Pretty much exactly one year before this picture was taken, I wrote this text into my journal. I was in such a different place in my life...a much darker place.
Take this as a reminder that no matter how hopeless or dark any situation might seem, pain is bound to change and change is happening constantly. Brighter days will come and the sun rises every morning.
picture by Tine.Ohz
When love gets lonely...
When I wake up each morning, there is a person breathing next to me that I have known for months; even in my sleep, I feel his feet touching mine under our blanket. I used to love this man. I used to feel seen and heard and loved by him. I used to enjoy his hands on me. Today, when I look at his closed eyes, his chest rising and falling in the rhythm of his breath, I feel empty. I feel lonely. The air in my lungs feels heavy. Every day when I pass by the bakery, I look into the window. I see the small cakes and think of what I could get him to feel better. When I meet my friends, I am never fully present because I worry about him alone at home. From the outside, I am never alone. Two rooms in one apartment leave little space to be by yourself.
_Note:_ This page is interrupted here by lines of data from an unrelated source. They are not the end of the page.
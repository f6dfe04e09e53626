// SPDX-License-Identifier: BUSL-1.1
// Copyright (c) 2026 Alfred Jean LLC

//! Clock abstraction so job timestamps and backoff scheduling are
//! deterministic under test.

use parking_lot::Mutex;
use std::sync::Arc;
use std::time::{SystemTime, UNIX_EPOCH};

/// Anything that can report the current wall-clock time as epoch milliseconds.
pub trait Clock: Clone + Send + Sync + 'static {
    /// Milliseconds since the Unix epoch.
    fn epoch_ms(&self) -> u64;
}

/// Production clock backed by `SystemTime::now()`.
#[derive(Clone, Copy, Default)]
pub struct SystemClock;

impl Clock for SystemClock {
    fn epoch_ms(&self) -> u64 {
        SystemTime::now()
            .duration_since(UNIX_EPOCH)
            .map(|d| d.as_millis() as u64)
            .unwrap_or(0)
    }
}

/// Test clock with an explicit, advanceable time.
#[derive(Clone)]
pub struct FakeClock {
    now_ms: Arc<Mutex<u64>>,
}

impl FakeClock {
    pub fn new(start_ms: u64) -> Self {
        Self {
            now_ms: Arc::new(Mutex::new(start_ms)),
        }
    }

    /// Advance the clock by `ms` milliseconds.
    pub fn advance(&self, ms: u64) {
        *self.now_ms.lock() += ms;
    }

    /// Set the clock to an absolute epoch-ms value.
    pub fn set(&self, ms: u64) {
        *self.now_ms.lock() = ms;
    }
}

impl Default for FakeClock {
    fn default() -> Self {
        Self::new(0)
    }
}

impl Clock for FakeClock {
    fn epoch_ms(&self) -> u64 {
        *self.now_ms.lock()
    }
}

#[cfg(test)]
#[path = "clock_tests.rs"]
mod tests;
// SPDX-License-Identifier: BUSL-1.1
// Copyright (c) 2026 Alfred Jean LLC

//! Per-cluster job queue (spec.md §4.E), the one piece of supervisor
//! state persisted across restarts (spec.md §1/§9). Durability is a
//! JSONL write-ahead log: every `Push`/`Pop` is appended as a line of
//! JSON and fsynced before the call returns, and the queue is rebuilt
//! by replaying the WAL at startup.

use crate::error::StorageError;
use crate::repository::JobRepository;
use parking_lot::Mutex;
use serde::{Deserialize, Serialize};
use std::collections::{HashMap, VecDeque};
use std::fs::{File, OpenOptions};
use std::io::{self, BufRead, BufReader, Write};
use std::path::{Path, PathBuf};
use std::sync::Arc;
use thiserror::Error;
use tracing::warn;
use sup_core::hpc::HpcId;
use sup_core::job::{Job, JobId};

/// Errors from [`QueueWal`] operations.
#[derive(Debug, Error)]
pub enum QueueWalError {
    #[error("io error: {0}")]
    Io(#[from] io::Error),
    #[error("serialization error: {0}")]
    Json(#[from] serde_json::Error),
}

/// A queue mutation, as recorded in the WAL.
#[derive(Debug, Clone, PartialEq, Eq, Serialize, Deserialize)]
#[serde(tag = "op", rename_all = "snake_case")]
pub enum QueueOp {
    Push { hpc: HpcId, job_id: JobId },
    Pop { hpc: HpcId },
}

/// A single WAL entry with its assigned sequence number.
#[derive(Debug, Clone, PartialEq, Eq)]
pub struct QueueWalEntry {
    pub seq: u64,
    pub op: QueueOp,
}

#[derive(Serialize)]
struct WalRecordRef<'a> {
    seq: u64,
    #[serde(flatten)]
    op: &'a QueueOp,
}

#[derive(Deserialize)]
struct WalRecord {
    seq: u64,
    #[serde(flatten)]
    op: QueueOp,
}

/// JSONL write-ahead log of queue mutations. Every `append` is
/// immediately followed by a `flush` here: queue mutations are rare
/// relative to shell I/O, so batching writes is not worth the added
/// staleness window for a queue admission decision.
pub struct QueueWal {
    file: File,
    path: PathBuf,
    write_seq: u64,
}

impl QueueWal {
    /// Open or create the WAL at `path`, returning it with `write_seq`
    /// set to the highest sequence number found on disk.
    pub fn open(path: &Path) -> Result<Self, QueueWalError> {
        if let Some(parent) = path.parent() {
            std::fs::create_dir_all(parent)?;
        }

        let file = OpenOptions::new()
            .create(true)
            .read(true)
            .append(true)
            .open(path)?;

        let write_seq = Self::scan_max_seq(&file, path)?;

        Ok(Self {
            file,
            path: path.to_owned(),
            write_seq,
        })
    }

    fn scan_max_seq(file: &File, path: &Path) -> Result<u64, QueueWalError> {
        let mut reader = BufReader::new(file.try_clone()?);
        let mut max_seq = 0u64;
        let mut line = String::new();
        loop {
            line.clear();
            match reader.read_line(&mut line) {
                Ok(0) => break,
                Ok(_) => {}
                Err(e) if e.kind() == io::ErrorKind::InvalidData => break,
                Err(e) => return Err(e.into()),
            }
            let trimmed = line.trim();
            if trimmed.is_empty() {
                continue;
            }
            match serde_json::from_str::<WalRecord>(trimmed) {
                Ok(record) => max_seq = max_seq.max(record.seq),
                Err(e) => {
                    warn!(path = %path.display(), error = %e, "corrupt queue WAL entry, stopping scan");
                    break;
                }
            }
        }
        Ok(max_seq)
    }

    /// Replay every entry from the start of the WAL, in order.
    pub fn replay(&self) -> Result<Vec<QueueWalEntry>, QueueWalError> {
        let mut reader = BufReader::new(self.file.try_clone()?);
        let mut entries = Vec::new();
        let mut line = String::new();
        loop {
            line.clear();
            match reader.read_line(&mut line) {
                Ok(0) => break,
                Ok(_) => {}
                Err(e) if e.kind() == io::ErrorKind::InvalidData => break,
                Err(e) => return Err(e.into()),
            }
            let trimmed = line.trim();
            if trimmed.is_empty() {
                continue;
            }
            match serde_json::from_str::<WalRecord>(trimmed) {
                Ok(record) => entries.push(QueueWalEntry {
                    seq: record.seq,
                    op: record.op,
                }),
                Err(e) => {
                    warn!(error = %e, "corrupt queue WAL entry during replay, stopping");
                    break;
                }
            }
        }
        Ok(entries)
    }

    /// Append `op`, fsync, and return its assigned sequence number.
    pub fn append(&mut self, op: &QueueOp) -> Result<u64, QueueWalError> {
        self.write_seq += 1;
        let seq = self.write_seq;
        let mut bytes = serde_json::to_vec(&WalRecordRef { seq, op })?;
        bytes.push(b'\n');
        self.file.write_all(&bytes)?;
        self.file.sync_all()?;
        Ok(seq)
    }

    pub fn path(&self) -> &Path {
        &self.path
    }
}

/// Per-cluster FIFO job queue, durable via [`QueueWal`] (spec.md §4.E).
pub struct PerClusterQueue {
    wal: Mutex<QueueWal>,
    queues: Mutex<HashMap<HpcId, VecDeque<JobId>>>,
    jobs: Arc<dyn JobRepository>,
}

impl PerClusterQueue {
    /// Open the WAL at `path` and replay it to rebuild every cluster's
    /// queue of job ids.
    pub fn open(path: &Path, jobs: Arc<dyn JobRepository>) -> Result<Self, QueueWalError> {
        let wal = QueueWal::open(path)?;
        let mut queues: HashMap<HpcId, VecDeque<JobId>> = HashMap::new();
        for entry in wal.replay()? {
            match entry.op {
                QueueOp::Push { hpc, job_id } => queues.entry(hpc).or_default().push_back(job_id),
                QueueOp::Pop { hpc } => {
                    queues.entry(hpc).or_default().pop_front();
                }
            }
        }
        Ok(Self {
            wal: Mutex::new(wal),
            queues: Mutex::new(queues),
            jobs,
        })
    }

    /// Enqueue `job_id` on `hpc`'s queue, durably.
    pub fn push(&self, hpc: &HpcId, job_id: JobId) -> Result<(), QueueWalError> {
        self.wal.lock().append(&QueueOp::Push {
            hpc: hpc.clone(),
            job_id: job_id.clone(),
        })?;
        self.queues
            .lock()
            .entry(hpc.clone())
            .or_default()
            .push_back(job_id);
        Ok(())
    }

    /// Pop the next job id off `hpc`'s queue and hydrate its full [`Job`]
    /// from the job repository. If the popped id is missing from the
    /// repository (spec.md §4.E), the id is logged and skipped, and the
    /// next one is tried.
    pub fn pop(&self, hpc: &HpcId) -> Result<Option<Job>, StorageError> {
        loop {
            let job_id = {
                let mut queues = self.queues.lock();
                let Some(queue) = queues.get_mut(hpc) else {
                    return Ok(None);
                };
                let Some(job_id) = queue.pop_front() else {
                    return Ok(None);
                };
                job_id
            };

            self.wal
                .lock()
                .append(&QueueOp::Pop { hpc: hpc.clone() })
                .map_err(|e| StorageError::Io(io::Error::other(e.to_string())))?;

            match self.jobs.get(&job_id) {
                Ok(job) => return Ok(Some(job)),
                Err(StorageError::NotFound(_)) => {
                    warn!(%job_id, %hpc, "queued job id missing from job repository, skipping");
                    continue;
                }
                Err(e) => return Err(e),
            }
        }
    }

    /// The id at the front of `hpc`'s queue, without removing it.
    pub fn peek(&self, hpc: &HpcId) -> Option<JobId> {
        self.queues.lock().get(hpc).and_then(|q| q.front().cloned())
    }

    pub fn length(&self, hpc: &HpcId) -> usize {
        self.queues.lock().get(hpc).map(VecDeque::len).unwrap_or(0)
    }

    pub fn is_empty(&self, hpc: &HpcId) -> bool {
        self.length(hpc) == 0
    }
}

#[cfg(test)]
#[path = "queue_tests.rs"]
mod tests;
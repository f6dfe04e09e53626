// SPDX-License-Identifier: BUSL-1.1
// Copyright (c) 2026 Alfred Jean LLC

//! Local-host subprocess helpers backing the staging engine's Git and
//! Local source handling (spec.md §4.C: "the staging engine itself
//! performs `git pull` into a local mirror path").

use std::path::Path;
use std::time::Duration;
use tokio::process::Command;

/// Timeout for `git clone`/`git pull` against a registered repository.
pub const GIT_SYNC_TIMEOUT: Duration = Duration::from_secs(120);
/// Timeout for zipping a local directory before upload.
pub const LOCAL_ZIP_TIMEOUT: Duration = Duration::from_secs(60);

/// Clone `mirror_path` from `git_id` if absent, otherwise pull it.
/// `git_id` is treated as a fetchable URL or local path, per the
/// registered-repository model (spec.md §6 `gits` table).
pub async fn sync_git_mirror(git_id: &str, mirror_path: &Path) -> Result<(), String> {
    if mirror_path.join(".git").exists() {
        let cmd = Command::new("git")
            .arg("-C")
            .arg(mirror_path)
            .arg("pull")
            .arg("--ff-only")
            .output();
        run(cmd, GIT_SYNC_TIMEOUT, "git pull").await
    } else {
        if let Some(parent) = mirror_path.parent() {
            tokio::fs::create_dir_all(parent)
                .await
                .map_err(|e| format!("failed to create mirror parent dir: {e}"))?;
        }
        let cmd = Command::new("git")
            .arg("clone")
            .arg(git_id)
            .arg(mirror_path)
            .output();
        run(cmd, GIT_SYNC_TIMEOUT, "git clone").await
    }
}

/// The mtime of the mirror's last commit, in epoch milliseconds — the
/// authoritative upstream timestamp for Git cache staleness (spec.md
/// §4.C rule 2).
pub async fn last_commit_epoch_ms(mirror_path: &Path) -> Result<u64, String> {
    let output = Command::new("git")
        .arg("-C")
        .arg(mirror_path)
        .arg("log")
        .arg("-1")
        .arg("--format=%ct")
        .output()
        .await
        .map_err(|e| format!("git log failed: {e}"))?;

    if !output.status.success() {
        return Err(format!(
            "git log exited nonzero: {}",
            String::from_utf8_lossy(&output.stderr)
        ));
    }

    let secs: u64 = String::from_utf8_lossy(&output.stdout)
        .trim()
        .parse()
        .map_err(|e| format!("unparseable commit timestamp: {e}"))?;
    Ok(secs * 1000)
}

/// Zip `src_dir` into `dst_zip` on the local filesystem.
pub async fn zip_local_dir(src_dir: &Path, dst_zip: &Path) -> Result<(), String> {
    let src_name = src_dir
        .file_name()
        .ok_or_else(|| format!("{} has no file name component", src_dir.display()))?;
    let parent = src_dir
        .parent()
        .ok_or_else(|| format!("{} has no parent directory", src_dir.display()))?;

    let cmd = Command::new("zip")
        .current_dir(parent)
        .arg("-r")
        .arg(dst_zip)
        .arg(src_name)
        .output();
    run(cmd, LOCAL_ZIP_TIMEOUT, "local zip").await
}

async fn run(
    cmd: impl std::future::Future<Output = std::io::Result<std::process::Output>>,
    timeout: Duration,
    description: &str,
) -> Result<(), String> {
    let output = match tokio::time::timeout(timeout, cmd).await {
        Ok(Ok(output)) => output,
        Ok(Err(io_err)) => return Err(format!("{description} failed: {io_err}")),
        Err(_elapsed) => return Err(format!("{description} timed out after {}s", timeout.as_secs())),
    };
    if !output.status.success() {
        return Err(format!(
            "{description} exited nonzero: {}",
            String::from_utf8_lossy(&output.stderr)
        ));
    }
    Ok(())
}

#[cfg(test)]
#[path = "local_ops_tests.rs"]
mod tests;
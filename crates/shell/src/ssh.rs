// SPDX-License-Identifier: BUSL-1.1
// Copyright (c) 2026 Alfred Jean LLC

//! SSH-backed [`RemoteShell`] (spec.md §4.A).

use crate::error::ShellError;
use crate::session::{ExecResult, RemoteShell, SshConfig};
use async_ssh2_tokio::client::{AuthMethod, Client, ServerCheckMethod};
use async_trait::async_trait;
use std::path::Path;
use std::time::Duration;

/// A [`RemoteShell`] backed by a single `async_ssh2_tokio` client.
///
/// Not `Clone`: one `SshShell` owns one network connection. `sup-engine`'s
/// connection pool (spec.md §4.B) holds many of these behind a keyed map.
pub struct SshShell {
    client: Option<Client>,
}

impl Default for SshShell {
    fn default() -> Self {
        Self::new()
    }
}

impl SshShell {
    pub fn new() -> Self {
        Self { client: None }
    }

    fn client(&self) -> Result<&Client, ShellError> {
        self.client.as_ref().ok_or(ShellError::NotConnected)
    }

    /// Run a command and fail on nonzero exit, folding stderr into the
    /// error message. Used for plumbing operations (`mkdir`, `rm`, ...)
    /// where the caller only needs success or failure.
    async fn run_checked(&self, command: &str) -> Result<ExecResult, ShellError> {
        let result = self.exec(command).await?;
        if !result.success() {
            return Err(ShellError::Protocol(format!(
                "command `{command}` exited {}: {}",
                result.exit_code, result.stderr
            )));
        }
        Ok(result)
    }
}

#[async_trait]
impl RemoteShell for SshShell {
    async fn connect(&mut self, config: &SshConfig) -> Result<(), ShellError> {
        let auth = if let Some(key_path) = &config.private_key_path {
            AuthMethod::with_key_file(key_path, None)
        } else if let Some(password) = &config.password {
            AuthMethod::with_password(password)
        } else {
            return Err(ShellError::Protocol(
                "neither password nor private_key_path set".to_string(),
            ));
        };

        let connect = Client::connect(
            (config.host.as_str(), config.port),
            &config.user,
            auth,
            ServerCheckMethod::NoCheck,
        );

        let client = tokio::time::timeout(
            Duration::from_millis(config.connect_timeout_ms),
            connect,
        )
        .await
        .map_err(|_| ShellError::Timeout(config.connect_timeout_ms))?
        .map_err(|e| ShellError::Transport(e.to_string()))?;

        self.client = Some(client);
        Ok(())
    }

    fn is_connected(&self) -> bool {
        self.client.is_some()
    }

    async fn exec(&self, command: &str) -> Result<ExecResult, ShellError> {
        let client = self.client()?;
        let result = client
            .execute(command)
            .await
            .map_err(|e| ShellError::Transport(e.to_string()))?;

        Ok(ExecResult {
            stdout: result.stdout,
            stderr: result.stderr,
            exit_code: result.exit_status as i32,
        })
    }

    async fn upload(
        &self,
        local_path: &Path,
        remote_path: &str,
        recursive: bool,
        follow_symlinks: bool,
    ) -> Result<(), ShellError> {
        let client = self.client()?;
        if local_path.is_dir() {
            if !recursive {
                return Err(ShellError::Protocol(format!(
                    "{} is a directory but recursive=false",
                    local_path.display()
                )));
            }
            self.mkdir(remote_path, true).await?;
            let mut entries = tokio::fs::read_dir(local_path).await?;
            while let Some(entry) = entries.next_entry().await? {
                let child_local = entry.path();
                if child_local.is_symlink() && !follow_symlinks {
                    continue;
                }
                let child_remote = format!(
                    "{remote_path}/{}",
                    entry.file_name().to_string_lossy()
                );
                Box::pin(self.upload(&child_local, &child_remote, recursive, follow_symlinks))
                    .await?;
            }
            return Ok(());
        }

        client
            .upload_file(local_path, remote_path)
            .await
            .map_err(|e| ShellError::Transport(e.to_string()))
    }

    async fn mkdir(&self, path: &str, recursive: bool) -> Result<(), ShellError> {
        let flag = if recursive { "-p" } else { "" };
        self.run_checked(&format!("mkdir {flag} '{path}'")).await?;
        Ok(())
    }

    async fn remote_exists(&self, path: &str) -> Result<bool, ShellError> {
        let result = self.exec(&format!("test -e '{path}'")).await?;
        Ok(result.success())
    }

    async fn rm(&self, path: &str) -> Result<(), ShellError> {
        self.run_checked(&format!("rm -rf '{path}'")).await?;
        Ok(())
    }

    async fn zip(&self, src_path: &str, dst_archive: &str) -> Result<(), ShellError> {
        self.run_checked(&format!(
            "cd \"$(dirname '{src_path}')\" && zip -r '{dst_archive}' \"$(basename '{src_path}')\""
        ))
        .await?;
        Ok(())
    }

    async fn unzip(&self, src_archive: &str, dst_path: &str) -> Result<(), ShellError> {
        self.mkdir(dst_path, true).await?;
        self.run_checked(&format!("unzip -o '{src_archive}' -d '{dst_path}'"))
            .await?;
        Ok(())
    }

    async fn dispose(&mut self) {
        if self.client.take().is_some() {
            tracing::debug!("ssh session disposed");
        }
    }
}

#[cfg(test)]
#[path = "ssh_tests.rs"]
mod tests;
// SPDX-License-Identifier: BUSL-1.1
// Copyright (c) 2026 Alfred Jean LLC

use super::*;
use sup_adapters::FakeGlobusAdapter;
use sup_core::hpc::GlobusConfig;
use sup_core::id::SequentialIdGen;
use sup_shell::FakeShell;
use sup_storage::{InMemoryCacheRepository, InMemoryFolderRepository};
use tempfile::TempDir;

fn hpc_config(root_path: &str) -> HpcConfig {
    HpcConfig {
        ip: "10.0.0.1".to_string(),
        port: 22,
        root_path: root_path.to_string(),
        job_pool_capacity: 4,
        is_community_account: true,
        community_login: Some("community".to_string()),
        globus: Some(GlobusConfig {
            endpoint: "dest-endpoint".to_string(),
            root_path: root_path.to_string(),
        }),
        slurm_input_rules: sup_core::slurm::DEFAULT_CEILING,
        slurm_global_cap: sup_core::slurm::DEFAULT_CEILING,
        mount: None,
    }
}

fn engine(
    tmp: &TempDir,
) -> FolderStagingEngine<FakeGlobusAdapter> {
    FolderStagingEngine::new(
        Arc::new(FakeGlobusAdapter::new()),
        Arc::new(InMemoryFolderRepository::default()),
        Arc::new(InMemoryCacheRepository::default()),
        tmp.path().join("git-mirrors"),
        tmp.path().join("local-work"),
    )
}

#[tokio::test]
async fn stage_empty_source_creates_remote_dir_without_upload() {
    let tmp = TempDir::new().expect("tmpdir");
    let eng = engine(&tmp);
    let shell = FakeShell::new();
    let mut shell_handle = shell.clone();
    shell_handle.connect(&fake_config()).await.expect("connect");

    let hpc = HpcId::new("expanse");
    let config = hpc_config("/scratch/sup");
    let ids = SequentialIdGen::new("folder");
    let user = UserId::new("alice");

    let folder = eng
        .stage(&shell, &FolderSource::Empty, &hpc, &config, &user, &ids)
        .await
        .expect("stage");

    assert_eq!(folder.hpc_path, "/scratch/sup/folder-1");
    assert!(shell
        .calls()
        .iter()
        .any(|c| matches!(c, sup_shell::ShellCall::Mkdir { path } if path == "/scratch/sup/folder-1")));
    assert!(!shell.calls().iter().any(|c| matches!(c, sup_shell::ShellCall::Upload { .. })));
}

#[tokio::test]
async fn stage_local_source_zips_uploads_unzips_and_cleans_up() {
    let tmp = TempDir::new().expect("tmpdir");
    let src_dir = tmp.path().join("my-exe");
    std::fs::create_dir_all(&src_dir).expect("mkdir src");
    std::fs::write(src_dir.join("run.sh"), "#!/bin/sh\necho hi\n").expect("write");

    let eng = engine(&tmp);
    let shell = FakeShell::new();
    let mut conn = shell.clone();
    conn.connect(&fake_config()).await.expect("connect");

    let hpc = HpcId::new("expanse");
    let config = hpc_config("/scratch/sup");
    let ids = SequentialIdGen::new("folder");
    let user = UserId::new("alice");

    let source = FolderSource::Local {
        path: src_dir.to_string_lossy().into_owned(),
    };

    let folder = eng
        .stage(&shell, &source, &hpc, &config, &user, &ids)
        .await
        .expect("stage");

    assert_eq!(folder.hpc_path, "/scratch/sup/folder-1");
    let calls = shell.calls();
    assert!(calls
        .iter()
        .any(|c| matches!(c, sup_shell::ShellCall::Upload { remote, .. } if remote == "stage-upload.zip")));
    assert!(calls
        .iter()
        .any(|c| matches!(c, sup_shell::ShellCall::Unzip { dst, .. } if dst == "/scratch/sup/folder-1")));
    assert!(calls
        .iter()
        .any(|c| matches!(c, sup_shell::ShellCall::Rm { path } if path == "stage-upload.zip")));
}

#[tokio::test]
async fn cached_stage_on_empty_source_is_rejected() {
    let tmp = TempDir::new().expect("tmpdir");
    let eng = engine(&tmp);
    let shell = FakeShell::new();
    let mut conn = shell.clone();
    conn.connect(&fake_config()).await.expect("connect");

    let hpc = HpcId::new("expanse");
    let config = hpc_config("/scratch/sup");
    let ids = SequentialIdGen::new("folder");
    let user = UserId::new("alice");

    let result = eng
        .cached_stage(&shell, &FolderSource::Empty, &hpc, &config, &user, &ids)
        .await;

    assert!(matches!(result, Err(StagingError::NotCacheable(_))));
}

#[tokio::test]
async fn cached_stage_globus_bypasses_cache_machinery() {
    let tmp = TempDir::new().expect("tmpdir");
    let globus = Arc::new(FakeGlobusAdapter::new());
    let eng = FolderStagingEngine::new(
        globus.clone(),
        Arc::new(InMemoryFolderRepository::default()),
        Arc::new(InMemoryCacheRepository::default()),
        tmp.path().join("git-mirrors"),
        tmp.path().join("local-work"),
    );
    let shell = FakeShell::new();
    let mut conn = shell.clone();
    conn.connect(&fake_config()).await.expect("connect");

    let hpc = HpcId::new("expanse");
    let config = hpc_config("/scratch/sup");
    let ids = SequentialIdGen::new("folder");
    let user = UserId::new("alice");

    let source = FolderSource::Globus {
        endpoint: "src-endpoint".to_string(),
        path: "/data/set1".to_string(),
    };

    // FakeGlobusAdapter::init_transfer always seeds a fresh transfer as
    // Active and monitor_transfer takes a single, non-looping reading, so
    // this resolves to a "did not reach a terminal status" error without
    // any real polling delay -- exercising the Globus path is the point.
    let result = eng
        .cached_stage(&shell, &source, &hpc, &config, &user, &ids)
        .await;

    assert!(result.is_err());
    let calls = globus.calls();
    assert!(calls
        .iter()
        .any(|c| matches!(c, sup_adapters::GlobusCall::InitTransfer { .. })));
    // No zip/unzip machinery was touched -- it went straight through the
    // Globus path, never the cache's shell unzip.
    assert!(!shell.calls().iter().any(|c| matches!(c, sup_shell::ShellCall::Unzip { .. })));
}

fn fake_config() -> sup_shell::SshConfig {
    sup_shell::SshConfig {
        host: "expanse.sdsc.edu".to_string(),
        port: 22,
        user: "community".to_string(),
        password: Some("pw".to_string()),
        private_key_path: None,
        connect_timeout_ms: 1_000,
    }
}
use super::*;
use crate::config::Config;

fn sample_config(dir: &std::path::Path) -> Config {
    let config_path = dir.join("clusters.toml");
    std::fs::write(
        &config_path,
        r#"
            [hpc.expanse]
            ip = "expanse.example.edu"
            port = 22
            root_path = "/scratch/sup"
            job_pool_capacity = 2
            is_community_account = true
            community_login = "supuser"

            [hpc.expanse.slurm_input_rules]
            nodes = 8
            tasks = 8
            cpus_per_task = 16
            memory_per_cpu_bytes = 4000000000
            memory_total_bytes = 32000000000
            gpus = 4
            walltime_secs = 36000

            [hpc.expanse.slurm_global_cap]
            nodes = 50
            tasks = 50
            cpus_per_task = 50
            memory_per_cpu_bytes = 10000000000
            memory_total_bytes = 50000000000
            gpus = 20
            walltime_secs = 36000
        "#,
    )
    .unwrap();
    Config::load_from(dir, &config_path).unwrap()
}

#[test]
fn build_wires_a_supervisor_per_configured_cluster() {
    let dir = tempfile::tempdir().unwrap();
    let config = sample_config(dir.path());
    let wiring = build(&config).unwrap();
    assert_eq!(wiring.supervisor.running_count(&HpcId::new("expanse")), 0);
}

#[test]
fn build_creates_state_directories() {
    let dir = tempfile::tempdir().unwrap();
    let config = sample_config(dir.path());
    build(&config).unwrap();
    assert!(config.git_mirror_root().is_dir());
    assert!(config.local_work_root().is_dir());
}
Inside though, I feel as if the weight of my world and his world are resting on my shoulders, and they are mine to carry. Sometimes I wake up at night, feeling as if I can not breathe because I am suffocating under the weight of another person's lost hopes. Some days I look at the dark circles under my eyes, and I feel anger boiling in my veins. I feel frustrated that I let somebody else take so much of me. I feel furious about me accepting a situation that leaves no space for my soul. The ears that once were open and craving my love of sharing don't seem interested or even aware of my existence anymore. The eyes that once were looking through my shell and into my heart without judgment get tangled in the reflection of my skin and don't look for my MORE anymore. For him, my body seems enough to seek a connection between lovers. I do not want you to touch me, because you do not see me. The hours of talking, connecting on the deepest level, and getting inspired by each other's deepest truths decreased to minutes and seconds. The interest in my passions, beliefs, thoughts, and facts are gone… My presence that once was enough isn't anymore. I have been living in the closest presence of another person and yet in the most suffocating loneliness. When this love got lonely… I guess it had already been time to let it go.